ASSIGNED TASK> Reproduce, character for character, the entries from their opening line through the line with "search service's full router.".

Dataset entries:

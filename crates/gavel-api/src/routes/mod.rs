//! Route modules and the per-service application routers.

use axum::Router;
use gavel_bus::topology::{AUCTION_SERVICE, SEARCH_SERVICE};
use tower_http::cors::CorsLayer;
use tower_http::trace::TraceLayer;

use crate::state::{AuctionState, SearchState};

pub mod auctions;
pub mod health;
pub mod search;

/// The auction service's full router.
pub fn auction_app(state: AuctionState) -> Router {
    Router::new()
        .merge(health::router(AUCTION_SERVICE))
        .merge(auctions::router())
        .layer(TraceLayer::new_for_http())
        .layer(CorsLayer::permissive())
        .with_state(state)
}

/// The search service's full router.
pub fn search_app(state: SearchState) -> Router {
    Router::new()
        .merge(health::router(SEARCH_SERVICE))
        .merge(search::router())
        .layer(TraceLayer::new_for_http())
        .layer(CorsLayer::permissive())
        .with_state(state)
}
//! Process shutdown signal.

use tokio::task::JoinHandle;
use tokio_util::sync::CancellationToken;
use tracing::{info, warn};

/// Cancels `token` on Ctrl-C or, on Unix, SIGTERM.
pub fn spawn_signal_listener(token: CancellationToken) -> JoinHandle<()> {
    tokio::spawn(async move {
        wait_for_signal().await;
        info!("shutdown signal received");
        token.cancel();
    })
}

#[cfg(unix)]
async fn wait_for_signal() {
    use tokio::signal::unix::{SignalKind, signal};

    let ctrl_c = tokio::signal::ctrl_c();
    match signal(SignalKind::terminate()) {
        Ok(mut terminate) => {
            tokio::select! {
                result = ctrl_c => log_ctrl_c_error(result),
                _ = terminate.recv() => {}
            }
        }
        Err(e) => {
            warn!(error = %e, "SIGTERM handler unavailable; listening for Ctrl-C only");
            log_ctrl_c_error(ctrl_c.await);
        }
    }
}

#[cfg(not(unix))]
async fn wait_for_signal() {
    log_ctrl_c_error(tokio::signal::ctrl_c().await);
}

fn log_ctrl_c_error(result: std::io::Result<()>) {
    if let Err(e) = result {
        warn!(error = %e, "Ctrl-C handler failed; shutting down");
    }
}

RESPONSE BELOW>
filename crates/gavel-api/src/routes/mod.rs
//! Route modules and the per-service application routers.

use axum::Router;
use gavel_bus::topology::{AUCTION_SERVICE, SEARCH_SERVICE};
use tower_http::cors::CorsLayer;
use tower_http::trace::TraceLayer;

use crate::state::{AuctionState, SearchState};

pub mod auctions;
pub mod health;
pub mod search;

/// The auction service's full router.
pub fn auction_app(state: AuctionState) -> Router {
    Router::new()
        .merge(health::router(AUCTION_SERVICE))
        .merge(auctions::router())
        .layer(TraceLayer::new_for_http())
        .layer(CorsLayer::permissive())
        .with_state(state)
}

/// The search service's full router.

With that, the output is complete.